Extracted records:
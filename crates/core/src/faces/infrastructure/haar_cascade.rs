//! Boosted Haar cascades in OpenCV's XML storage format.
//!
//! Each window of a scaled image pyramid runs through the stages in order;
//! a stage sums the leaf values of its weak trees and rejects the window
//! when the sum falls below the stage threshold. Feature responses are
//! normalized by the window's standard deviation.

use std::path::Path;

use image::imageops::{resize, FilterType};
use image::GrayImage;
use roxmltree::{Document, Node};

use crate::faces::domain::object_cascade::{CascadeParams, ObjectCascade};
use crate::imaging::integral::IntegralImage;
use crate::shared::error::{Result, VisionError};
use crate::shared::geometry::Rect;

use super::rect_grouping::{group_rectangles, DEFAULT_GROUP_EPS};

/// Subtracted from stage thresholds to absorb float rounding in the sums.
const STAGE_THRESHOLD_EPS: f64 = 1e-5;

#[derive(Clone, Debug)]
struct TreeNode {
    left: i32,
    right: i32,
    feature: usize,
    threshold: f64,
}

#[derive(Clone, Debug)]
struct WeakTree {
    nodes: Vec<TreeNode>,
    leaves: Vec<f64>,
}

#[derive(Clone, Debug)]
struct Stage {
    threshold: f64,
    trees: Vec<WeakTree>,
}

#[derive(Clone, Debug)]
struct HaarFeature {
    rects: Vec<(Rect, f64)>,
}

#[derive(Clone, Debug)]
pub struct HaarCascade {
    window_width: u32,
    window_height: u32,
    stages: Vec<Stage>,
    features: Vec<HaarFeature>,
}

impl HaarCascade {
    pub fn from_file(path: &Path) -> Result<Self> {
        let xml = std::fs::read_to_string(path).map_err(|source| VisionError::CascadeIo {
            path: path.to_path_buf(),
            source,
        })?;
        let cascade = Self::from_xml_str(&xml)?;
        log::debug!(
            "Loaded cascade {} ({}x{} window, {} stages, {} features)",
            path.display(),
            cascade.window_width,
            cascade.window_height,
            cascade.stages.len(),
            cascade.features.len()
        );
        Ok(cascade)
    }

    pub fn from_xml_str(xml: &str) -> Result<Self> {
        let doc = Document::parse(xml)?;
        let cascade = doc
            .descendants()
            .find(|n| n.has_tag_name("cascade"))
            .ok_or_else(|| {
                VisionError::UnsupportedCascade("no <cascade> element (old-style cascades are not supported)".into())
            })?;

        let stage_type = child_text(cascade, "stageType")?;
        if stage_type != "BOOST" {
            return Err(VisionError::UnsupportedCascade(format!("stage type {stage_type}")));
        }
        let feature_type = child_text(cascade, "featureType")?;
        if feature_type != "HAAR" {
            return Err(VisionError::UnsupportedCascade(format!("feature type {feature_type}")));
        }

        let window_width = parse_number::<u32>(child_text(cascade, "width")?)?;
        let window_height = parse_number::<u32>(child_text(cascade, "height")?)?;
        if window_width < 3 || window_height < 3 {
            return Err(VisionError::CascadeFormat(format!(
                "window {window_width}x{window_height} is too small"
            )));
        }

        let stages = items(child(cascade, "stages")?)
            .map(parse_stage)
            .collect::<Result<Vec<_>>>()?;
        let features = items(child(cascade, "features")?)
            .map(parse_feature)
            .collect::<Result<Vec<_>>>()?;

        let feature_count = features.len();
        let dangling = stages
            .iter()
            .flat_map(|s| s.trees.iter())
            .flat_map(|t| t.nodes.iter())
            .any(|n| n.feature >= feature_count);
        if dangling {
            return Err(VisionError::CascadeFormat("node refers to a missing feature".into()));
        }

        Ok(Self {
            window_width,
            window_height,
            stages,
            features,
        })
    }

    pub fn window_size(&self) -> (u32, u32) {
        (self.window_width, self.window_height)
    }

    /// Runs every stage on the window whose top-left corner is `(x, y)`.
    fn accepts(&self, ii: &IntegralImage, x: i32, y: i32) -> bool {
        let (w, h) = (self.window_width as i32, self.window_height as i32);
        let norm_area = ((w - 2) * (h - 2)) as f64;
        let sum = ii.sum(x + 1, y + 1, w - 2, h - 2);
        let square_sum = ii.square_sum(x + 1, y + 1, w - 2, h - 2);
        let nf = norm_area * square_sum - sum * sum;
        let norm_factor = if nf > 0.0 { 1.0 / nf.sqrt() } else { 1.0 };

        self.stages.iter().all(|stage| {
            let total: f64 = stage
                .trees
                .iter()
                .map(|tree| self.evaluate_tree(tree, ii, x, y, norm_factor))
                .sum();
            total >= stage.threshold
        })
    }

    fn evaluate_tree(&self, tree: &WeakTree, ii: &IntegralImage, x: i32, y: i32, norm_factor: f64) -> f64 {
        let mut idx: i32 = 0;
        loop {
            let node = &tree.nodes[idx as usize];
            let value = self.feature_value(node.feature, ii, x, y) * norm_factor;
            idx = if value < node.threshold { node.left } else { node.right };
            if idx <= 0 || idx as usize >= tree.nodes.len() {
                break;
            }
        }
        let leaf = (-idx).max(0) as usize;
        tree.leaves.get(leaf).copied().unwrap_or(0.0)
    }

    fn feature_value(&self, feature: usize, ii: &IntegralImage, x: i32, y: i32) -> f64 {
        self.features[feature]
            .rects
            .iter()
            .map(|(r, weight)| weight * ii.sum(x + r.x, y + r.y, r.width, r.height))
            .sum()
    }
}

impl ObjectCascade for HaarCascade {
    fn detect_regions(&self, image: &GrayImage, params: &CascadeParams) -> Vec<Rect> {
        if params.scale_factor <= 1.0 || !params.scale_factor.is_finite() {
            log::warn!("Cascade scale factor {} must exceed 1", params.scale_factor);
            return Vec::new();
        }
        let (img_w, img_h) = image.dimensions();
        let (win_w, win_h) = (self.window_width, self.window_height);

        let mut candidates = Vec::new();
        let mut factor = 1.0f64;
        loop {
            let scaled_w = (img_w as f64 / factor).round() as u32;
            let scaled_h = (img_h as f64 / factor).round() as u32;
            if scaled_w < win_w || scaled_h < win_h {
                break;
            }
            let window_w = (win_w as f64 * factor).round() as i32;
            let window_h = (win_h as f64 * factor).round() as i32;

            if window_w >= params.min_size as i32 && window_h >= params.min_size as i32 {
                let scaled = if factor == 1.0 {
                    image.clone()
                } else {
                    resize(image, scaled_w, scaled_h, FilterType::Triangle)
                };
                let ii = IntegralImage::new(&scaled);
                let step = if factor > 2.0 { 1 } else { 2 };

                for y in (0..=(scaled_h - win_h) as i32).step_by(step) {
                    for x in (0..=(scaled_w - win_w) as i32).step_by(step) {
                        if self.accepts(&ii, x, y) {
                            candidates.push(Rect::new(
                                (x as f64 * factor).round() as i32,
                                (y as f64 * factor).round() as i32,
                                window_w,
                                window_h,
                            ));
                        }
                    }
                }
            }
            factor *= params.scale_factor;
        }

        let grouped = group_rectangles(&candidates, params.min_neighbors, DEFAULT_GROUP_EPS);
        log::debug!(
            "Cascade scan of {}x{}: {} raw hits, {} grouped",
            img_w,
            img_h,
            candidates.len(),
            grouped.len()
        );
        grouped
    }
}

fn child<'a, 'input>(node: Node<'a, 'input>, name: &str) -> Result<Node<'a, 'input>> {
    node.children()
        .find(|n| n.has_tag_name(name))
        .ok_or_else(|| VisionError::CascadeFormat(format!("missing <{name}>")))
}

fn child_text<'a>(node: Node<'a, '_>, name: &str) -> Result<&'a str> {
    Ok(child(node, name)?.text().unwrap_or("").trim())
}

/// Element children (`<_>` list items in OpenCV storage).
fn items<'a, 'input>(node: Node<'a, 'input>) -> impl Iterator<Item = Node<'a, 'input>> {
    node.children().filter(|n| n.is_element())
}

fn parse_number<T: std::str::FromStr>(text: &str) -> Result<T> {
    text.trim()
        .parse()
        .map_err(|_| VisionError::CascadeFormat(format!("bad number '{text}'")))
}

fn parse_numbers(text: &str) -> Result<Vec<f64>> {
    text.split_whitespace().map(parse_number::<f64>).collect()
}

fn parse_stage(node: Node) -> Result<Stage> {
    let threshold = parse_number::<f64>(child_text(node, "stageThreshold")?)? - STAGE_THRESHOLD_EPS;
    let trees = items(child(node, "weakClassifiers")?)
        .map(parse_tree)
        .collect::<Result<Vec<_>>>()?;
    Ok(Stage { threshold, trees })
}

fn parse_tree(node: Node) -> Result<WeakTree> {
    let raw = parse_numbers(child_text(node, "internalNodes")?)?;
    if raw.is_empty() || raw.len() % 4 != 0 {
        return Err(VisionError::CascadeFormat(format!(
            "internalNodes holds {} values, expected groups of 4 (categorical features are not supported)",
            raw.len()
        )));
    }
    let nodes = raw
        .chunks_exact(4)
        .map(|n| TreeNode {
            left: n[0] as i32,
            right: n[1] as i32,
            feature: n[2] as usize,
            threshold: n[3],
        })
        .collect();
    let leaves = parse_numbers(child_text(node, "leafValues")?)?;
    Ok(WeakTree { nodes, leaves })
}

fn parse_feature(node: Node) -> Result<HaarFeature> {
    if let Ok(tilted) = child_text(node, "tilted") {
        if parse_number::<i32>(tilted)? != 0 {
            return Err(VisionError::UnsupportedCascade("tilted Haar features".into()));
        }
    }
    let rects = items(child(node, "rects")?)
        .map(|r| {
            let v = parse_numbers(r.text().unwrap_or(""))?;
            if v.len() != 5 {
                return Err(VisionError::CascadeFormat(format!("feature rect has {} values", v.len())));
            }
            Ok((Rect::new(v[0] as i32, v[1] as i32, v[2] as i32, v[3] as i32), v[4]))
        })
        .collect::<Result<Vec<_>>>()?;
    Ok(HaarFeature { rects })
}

#### WHAT IS NEEDED:
Starting from the top of the records and ending at the line that contains "window's standard deviation.", repeat each line exactly and return only those lines.

#### ANSWER TO THIS EXERCISE:
filename crates/core/src/faces/infrastructure/haar_cascade.rs
//! Boosted Haar cascades in OpenCV's XML storage format.
//!
//! Each window of a scaled image pyramid runs through the stages in order;
//! a stage sums the leaf values of its weak trees and rejects the window
//! when the sum falls below the stage threshold. Feature responses are
//! normalized by the window's standard deviation.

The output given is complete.